We can see that the `gemma3` model has nearly one billion parameters and a context length of 32,768! The *embedding length* is 1152. This is the equivalent to `n_embd` in `nanoGPT`. It is the size of the embedding vector space.

Above, we also see that the quantization is only four bits, but it is a little more complicated than representing numbers with just sixteen values. The `K` and `M` refer to optimizations — first is the "K-block" quantization method, which refers to a groupwise quantization scheme where weights are grouped into blocks (e.g., 32 or 64 values), and each group gets its own scale and offset for better accuracy. `M` refers to a variant of `Q4_K` that applies an alternate encoding or layout for better memory access patterns or inference performance on certain hardware. `Q4_K` is a common choice for quantization when running 7B–70B models on laptop or desktop computers. (That's $10^6$–$10^7$ times more parameters than our first `nanoGPT` model!)
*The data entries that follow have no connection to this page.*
//! Google Gemini provider implementation

use super::types::{LlmMessage, LlmRequest, LlmResponse, MessageRole, Usage};
use super::{LlmError, LlmService};
use async_trait::async_trait;
use reqwest::Client;
use serde::{Deserialize, Serialize};
use std::time::Duration;

const API_BASE: &str = "https://generativelanguage.googleapis.com/v1beta";
const API_KEY_HEADER: &str = "x-goog-api-key";

/// Transport-level ceiling; the resolver applies its own, shorter reply timeout.
const HTTP_TIMEOUT: Duration = Duration::from_secs(300);

/// Gemini service implementation
pub struct GeminiService {
    client: Client,
    api_key: String,
    url: String,
    model_id: String,
}

impl GeminiService {
    pub fn new(api_key: String, model: &str, gateway: Option<&str>) -> Result<Self, LlmError> {
        let url = match gateway {
            Some(gw) => format!(
                "{}/gemini/v1beta/models/{model}:generateContent",
                gw.trim_end_matches('/')
            ),
            None => format!("{API_BASE}/models/{model}:generateContent"),
        };

        let client = Client::builder()
            .timeout(HTTP_TIMEOUT)
            .build()
            .map_err(|e| LlmError::unknown(format!("Failed to create HTTP client: {e}")))?;

        Ok(Self {
            client,
            api_key,
            url,
            model_id: model.to_string(),
        })
    }

    pub(super) fn translate_request(request: &LlmRequest) -> GeminiRequest {
        let system_instruction = if request.system.trim().is_empty() {
            None
        } else {
            Some(GeminiContent {
                role: None,
                parts: vec![GeminiPart {
                    text: request.system.clone(),
                }],
            })
        };

        let contents = request
            .messages
            .iter()
            .filter(|msg| !msg.text.is_empty())
            .map(translate_message)
            .collect();

        GeminiRequest {
            contents,
            system_instruction,
            generation_config: request.max_tokens.map(|t| GeminiGenerationConfig {
                max_output_tokens: Some(t),
            }),
        }
    }

    pub(super) fn normalize_response(resp: GeminiResponse) -> Result<LlmResponse, LlmError> {
        if let Some(reason) = resp.prompt_feedback.and_then(|f| f.block_reason) {
            return Err(LlmError::blocked(format!("Prompt blocked: {reason}")));
        }

        let candidate = resp
            .candidates
            .into_iter()
            .next()
            .ok_or_else(|| LlmError::empty_response("No candidates in response"))?;

        let text: String = candidate
            .content
            .map(|c| c.parts.into_iter().map(|p| p.text).collect())
            .unwrap_or_default();

        let finish_reason = candidate.finish_reason.unwrap_or_default();
        if text.trim().is_empty() {
            return Err(if finish_reason == "SAFETY" {
                LlmError::blocked("Reply withheld by safety filters")
            } else {
                LlmError::empty_response(format!(
                    "Empty reply (finish reason: {finish_reason})"
                ))
            });
        }

        let usage = resp.usage_metadata.unwrap_or_default();
        Ok(LlmResponse {
            text,
            end_turn: finish_reason == "STOP",
            usage: Usage {
                input_tokens: u64::from(usage.prompt_token_count),
                output_tokens: u64::from(usage.candidates_token_count),
            },
        })
    }
}

fn translate_message(msg: &LlmMessage) -> GeminiContent {
    let role = match msg.role {
        MessageRole::User => "user",
        MessageRole::Assistant => "model",
    };
    GeminiContent {
        role: Some(role.to_string()),
        parts: vec![GeminiPart {
            text: msg.text.clone(),
        }],
    }
}

#[async_trait]
impl LlmService for GeminiService {
    async fn complete(&self, request: &LlmRequest) -> Result<LlmResponse, LlmError> {
        let gemini_request = Self::translate_request(request);

        let mut builder = self.client.post(&self.url).json(&gemini_request);
        // Gateway mode authenticates on its own; the key never goes in the URL
        if !self.api_key.starts_with("implicit") {
            builder = builder.header(API_KEY_HEADER, &self.api_key);
        }

        let response = builder
            .send()
            .await
            .map_err(|e| {
                let e = e.without_url();
                if e.is_timeout() {
                    LlmError::network(format!("Request timeout: {e}"))
                } else if e.is_connect() {
                    LlmError::network(format!("Connection failed: {e}"))
                } else {
                    LlmError::unknown(format!("Request failed: {e}"))
                }
            })?;

        let status = response.status();
        let retry_after = response
            .headers()
            .get(reqwest::header::RETRY_AFTER)
            .and_then(|v| v.to_str().ok())
            .and_then(|v| v.trim().parse::<u64>().ok())
            .map(Duration::from_secs);
        let body = response
            .text()
            .await
            .map_err(|e| LlmError::network(format!("Failed to read response: {}", e.without_url())))?;

        if !status.is_success() {
            let error = classify_error(status.as_u16(), &body);
            return Err(match retry_after {
                Some(delay) => error.with_retry_after(delay),
                None => error,
            });
        }

        let gemini_response: GeminiResponse = serde_json::from_str(&body)
            .map_err(|e| LlmError::unknown(format!("Failed to parse response: {e}")))?;

        Self::normalize_response(gemini_response)
    }

    fn model_id(&self) -> &str {
        &self.model_id
    }
}

fn classify_error(status: u16, body: &str) -> LlmError {
    let message = serde_json::from_str::<GeminiErrorResponse>(body)
        .map_or_else(|_| body.to_string(), |r| r.error.message);

    match status {
        400 => LlmError::invalid_request(format!("Invalid request: {message}")),
        401 | 403 => LlmError::auth(format!("Authentication failed: {message}")),
        429 => LlmError::rate_limit(format!("Rate limit exceeded: {message}")),
        500..=599 => LlmError::server_error(format!("Server error: {message}")),
        _ => LlmError::unknown(format!("HTTP {status}: {message}")),
    }
}

// Gemini API types

#[derive(Debug, Serialize)]
#[serde(rename_all = "camelCase")]
pub(super) struct GeminiRequest {
    pub contents: Vec<GeminiContent>,
    #[serde(skip_serializing_if = "Option::is_none")]
    pub system_instruction: Option<GeminiContent>,
    #[serde(skip_serializing_if = "Option::is_none")]
    pub generation_config: Option<GeminiGenerationConfig>,
}

#[derive(Debug, Serialize, Deserialize)]
pub(super) struct GeminiContent {
    #[serde(default, skip_serializing_if = "Option::is_none")]
    pub role: Option<String>,
    #[serde(default)]
    pub parts: Vec<GeminiPart>,
}

#[derive(Debug, Serialize, Deserialize)]
pub(super) struct GeminiPart {
    #[serde(default)]
    pub text: String,
}

#[derive(Debug, Serialize)]
#[serde(rename_all = "camelCase")]
pub(super) struct GeminiGenerationConfig {
    #[serde(skip_serializing_if = "Option::is_none")]
    pub max_output_tokens: Option<u32>,
}

#[derive(Debug, Deserialize)]
#[serde(rename_all = "camelCase")]
pub(super) struct GeminiResponse {
    #[serde(default)]
    pub candidates: Vec<GeminiCandidate>,
    pub usage_metadata: Option<GeminiUsageMetadata>,
    pub prompt_feedback: Option<GeminiPromptFeedback>,
}

#[derive(Debug, Deserialize)]
#[serde(rename_all = "camelCase")]
pub(super) struct GeminiCandidate {
    pub content: Option<GeminiContent>,
    pub finish_reason: Option<String>,
}

#[derive(Debug, Default, Deserialize)]
#[serde(rename_all = "camelCase")]
pub(super) struct GeminiUsageMetadata {
    #[serde(default)]
    pub prompt_token_count: u32,
    #[serde(default)]
    pub candidates_token_count: u32,
}

#[derive(Debug, Deserialize)]
#[serde(rename_all = "camelCase")]
pub(super) struct GeminiPromptFeedback {
    pub block_reason: Option<String>,
}

#[derive(Debug, Deserialize)]
struct GeminiErrorResponse {
    error: GeminiError,
}

#[derive(Debug, Deserialize)]
struct GeminiError {
    message: String,
}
With the `/set verbose` command, you can monitor the model performance:

```
>>> /set verbose
Set 'verbose' mode.
>>> Let's write a haiku about LLMs.
Words flow, bright and new,
Code learns to speak and dream,
Future's voice takes hold.

total duration:       1.369726166s
load duration:        932.161625ms
prompt eval count:    20 token(s)
prompt eval duration: 162.531958ms
prompt eval rate:     123.05 tokens/s
eval count:           24 token(s)
eval duration:        273.27225ms
eval rate:            87.82 tokens/s
```

It looks like that exchange took a total of 1.4 seconds using the `gemma3` model. The biggest time cost was loading the model. Once it loaded, execution became even faster. Turn off the verbose mode with `/set quiet`:

```
>>> /set quiet
Set 'quiet' mode.
```

> **Exercise 3:** Try different commands in `ollama` as you run a model.


### Model parameters

We can see a few model parameters, including the temperature and `top_k`, which is the number of tokens, ranked on logit score, that are retained before generating the next token. The remaining scores are normalized into a probability distribution and a token is sampled randomly from this reduced set.

```
>>> /show parameters
Model defined parameters:
temperature                    1
top_k                          64
top_p                          0.95
stop                           "<end_of_turn>"
```

We can set a new temperature with:

```
>>> /set parameter temperature 0.2
Set parameter 'temperature' to '0.2'
```

There are other interesting parameters, too:

| Command | Description |
|---------|-------------|
| `/set parameter seed <int>` | Random number seed |
| `/set parameter num_predict <int>` | Max number of tokens to predict |
| `/set parameter top_k <int>` | Pick from top k num of tokens |
| `/set parameter top_p <float>` | Pick token based on sum of probabilities |
| `/set parameter min_p <float>` | Pick token based on top token probability × min_p |
| `/set parameter num_ctx <int>` | Set the context size |
| `/set parameter temperature <float>` | Set creativity level |
| `/set parameter repeat_penalty <float>` | How strongly to penalize repetitions |
| `/set parameter repeat_last_n <int>` | Set how far back to look for repetitions |
| `/set parameter num_gpu <int>` | The number of layers to send to the GPU |
| `/set parameter stop <string> ...` | Set the stop parameters |

See https://github.com/ollama/ollama/blob/main/docs/modelfile.md#parameter for more information on parameters and their default values.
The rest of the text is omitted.